The third one is Iran. If you're sitting in Riyadh as compared to 20 years ago, you see Iran vastly expanding its placement and access and encircling you. It trying to- whether it's in Iran, Iraq, Syria or in Yemen- trying to build in Yemen the kind of threat against Saudi Arabia from the South that they've been able to build over the decades against Israel from its north. So these are really huge issues. The person that has to deal with them, Mohammed bin Salman, is somebody who was not trained all his life to deal with these problems. Most Americans know the story of the murder of Jamal Khashoggi. That was a horrible crime. In the old line in War and Peace, 'It was worse than a crime. It was a mistake.' It really set Saudi Arabia back, but it was not isolated. It was the end to a year and a half of poor, rash decision makings by Mohammed bin Salman on a series of of issues. It wasn't like Mohammed bin Salman was inventing problems, but the the way that he chose to deal with these problems made the individual problem worse. One hopes that MBS, if he is able to move from crown prince to King, that he has learned from that experience because we could all be living in a world where he's going to be the king for many decades to come and our interests will remain there for quite a long time. If he has not learned from that experience that he's had, then we're in for a very bad situation.

MICHAEL MORELL: I have two more issues I want to cover. The first is the Israeli-Palestinian issue. How do you think about that?

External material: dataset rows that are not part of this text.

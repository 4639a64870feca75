use std::collections::BTreeMap;

use chrono::{DateTime, Utc};
use serde::{Deserialize, Serialize};
use serde_json::Value;

use crate::entity::{bump, Entity, SortValue};
use crate::errors::ValidationError;
use crate::status::ReviewStatus;
use crate::validation::{self as v, EnumField};

pub const AUTHOR_MAX: usize = 100;
pub const TITLE_MAX: usize = 200;
pub const COMMENT_MAX: usize = 2000;
pub const RATING_MIN: i64 = 1;
pub const RATING_MAX: i64 = 5;

#[derive(Clone, Debug, PartialEq, Eq, Serialize, Deserialize)]
#[serde(rename_all = "camelCase")]
pub struct Review {
    pub id: u64,
    pub product_id: u64,
    pub author: String,
    pub rating: u8,
    pub title: Option<String>,
    pub comment: Option<String>,
    pub status: ReviewStatus,
    pub created_at: DateTime<Utc>,
    pub updated_at: DateTime<Utc>,
}

#[derive(Clone, Debug, Default, Serialize, Deserialize)]
#[serde(rename_all = "camelCase")]
pub struct ReviewInput {
    pub product_id: Option<Value>,
    pub author: Option<Value>,
    pub rating: Option<Value>,
    pub title: Option<Value>,
    pub comment: Option<Value>,
    pub status: Option<Value>,
}

#[derive(Clone, Debug, Default, Serialize)]
#[serde(rename_all = "camelCase")]
pub struct ReviewStats {
    pub total: usize,
    pub by_status: BTreeMap<String, usize>,
    /// Count per star, `"1"` through `"5"`.
    pub rating_distribution: BTreeMap<String, usize>,
    pub average_rating: f64,
}

fn rating(raw: Option<&Value>) -> Result<u8, ValidationError> {
    // 范围已限定在 1..=5，转换不会溢出
    Ok(v::int_in_range("rating", raw, RATING_MIN, RATING_MAX)? as u8)
}

impl Entity for Review {
    type Create = ReviewInput;
    type Patch = ReviewInput;
    type Stats = ReviewStats;

    const NAME: &'static str = "Review";
    const PLURAL: &'static str = "reviews";
    const REQUIRED_FIELDS: &'static [&'static str] = &["productId", "author", "rating"];
    const FILTER_FIELDS: &'static [&'static str] = &["status", "productId", "rating"];
    const SORT_FIELDS: &'static [&'static str] = &["id", "productId", "author", "rating", "status", "createdAt", "updatedAt"];

    crate::record_meta!();

    fn from_create(id: u64, input: ReviewInput, now: DateTime<Utc>) -> Result<Self, ValidationError> {
        Ok(Self {
            id,
            product_id: v::positive_int("productId", input.product_id.as_ref())?,
            author: v::required_string("author", input.author.as_ref(), AUTHOR_MAX)?,
            rating: rating(input.rating.as_ref())?,
            title: v::optional_string("title", input.title.as_ref(), TITLE_MAX)?,
            comment: v::optional_string("comment", input.comment.as_ref(), COMMENT_MAX)?,
            status: match &input.status {
                Some(raw) => v::enum_value(Some(raw))?,
                None => ReviewStatus::default(),
            },
            created_at: now,
            updated_at: now,
        })
    }

    fn apply_patch(&mut self, patch: ReviewInput) -> Result<Vec<&'static str>, ValidationError> {
        let mut changed = Vec::new();
        if let Some(raw) = &patch.product_id {
            self.product_id = v::positive_int("productId", Some(raw))?;
            changed.push("productId");
        }
        if let Some(raw) = &patch.author {
            self.author = v::required_string("author", Some(raw), AUTHOR_MAX)?;
            changed.push("author");
        }
        if let Some(raw) = &patch.rating {
            self.rating = rating(Some(raw))?;
            changed.push("rating");
        }
        if let Some(raw) = &patch.title {
            self.title = v::optional_string("title", Some(raw), TITLE_MAX)?;
            changed.push("title");
        }
        if let Some(raw) = &patch.comment {
            self.comment = v::optional_string("comment", Some(raw), COMMENT_MAX)?;
            changed.push("comment");
        }
        if let Some(raw) = &patch.status {
            self.status = v::enum_value(Some(raw))?;
            changed.push("status");
        }
        Ok(changed)
    }

    fn filter_value(&self, field: &str) -> Option<String> {
        match field {
            "status" => Some(self.status.as_str().to_string()),
            "productId" => Some(self.product_id.to_string()),
            "rating" => Some(self.rating.to_string()),
            _ => None,
        }
    }

    fn sort_value(&self, field: &str) -> Option<SortValue> {
        Some(match field {
            "id" => SortValue::Int(self.id as i64),
            "productId" => SortValue::Int(self.product_id as i64),
            "author" => SortValue::text(&self.author),
            "rating" => SortValue::Int(i64::from(self.rating)),
            "status" => SortValue::text(self.status.as_str()),
            "createdAt" => SortValue::Time(self.created_at),
            "updatedAt" => SortValue::Time(self.updated_at),
            _ => return None,
        })
    }

    fn search_fields(&self) -> Vec<&str> {
        let mut fields = vec![self.author.as_str()];
        fields.extend(self.title.as_deref());
        fields.extend(self.comment.as_deref());
        fields
    }

    fn stats(records: &[Self]) -> ReviewStats {
        let mut stats = ReviewStats { total: records.len(), ..Default::default() };
        for star in RATING_MIN..=RATING_MAX {
            stats.rating_distribution.insert(star.to_string(), 0);
        }
        let mut sum = 0u64;
        for review in records {
            bump(&mut stats.by_status, review.status.as_str());
            bump(&mut stats.rating_distribution, review.rating.to_string());
            sum += u64::from(review.rating);
        }
        if !records.is_empty() {
            stats.average_rating = v::round2(sum as f64 / records.len() as f64);
        }
        stats
    }
}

WILL WECHSLER: There is not a very high probability of a solution for the Israeli-Palestinian problem today. The only real solution, the only lasting solution is a two state solution. That's really clear to anybody who's looked at it. Unless you want to imagine solutions that are really horrific. The challenge is that the circumstances are not set at the moment for those kinds of negotiations to continue. I suspect it's going to require generational change. We've had three U.S. presidents in a row, Bill Clinton, Condi Rice under George W. Bush, and John Kerry under Barack Obama, who spent a wildly disproportionate amount of their time trying to get to a holistic solution to this problem. All of which have failed. I don't think a fourth attempt is going to do any better in these circumstances. What can be done right now are smaller achievements. What can be done are limited agreements on individual topics that can alleviate some Palestinian misery. I think over the long run, the Abraham accords and growing ties between Israel and the Gulf can actually help potentially set the stage for better negotiations when the circumstances are more opportune.

MICHAEL MORELL: What's the one piece of advice that you would give to President-Elect Biden on the region?

WILL WECHSLER: The one piece of advice is to really understand how much the perception of American withdrawal is affecting the region and how much his personal relationships with leaders there will be able to impact their continued thinking on that subject.

MICHAEL MORELL: Will, thank you so much for joining us. It's been a real education on the region, which I think is absolutely necessary at this time. 

WILL WECHSLER: Thank you so much for having me.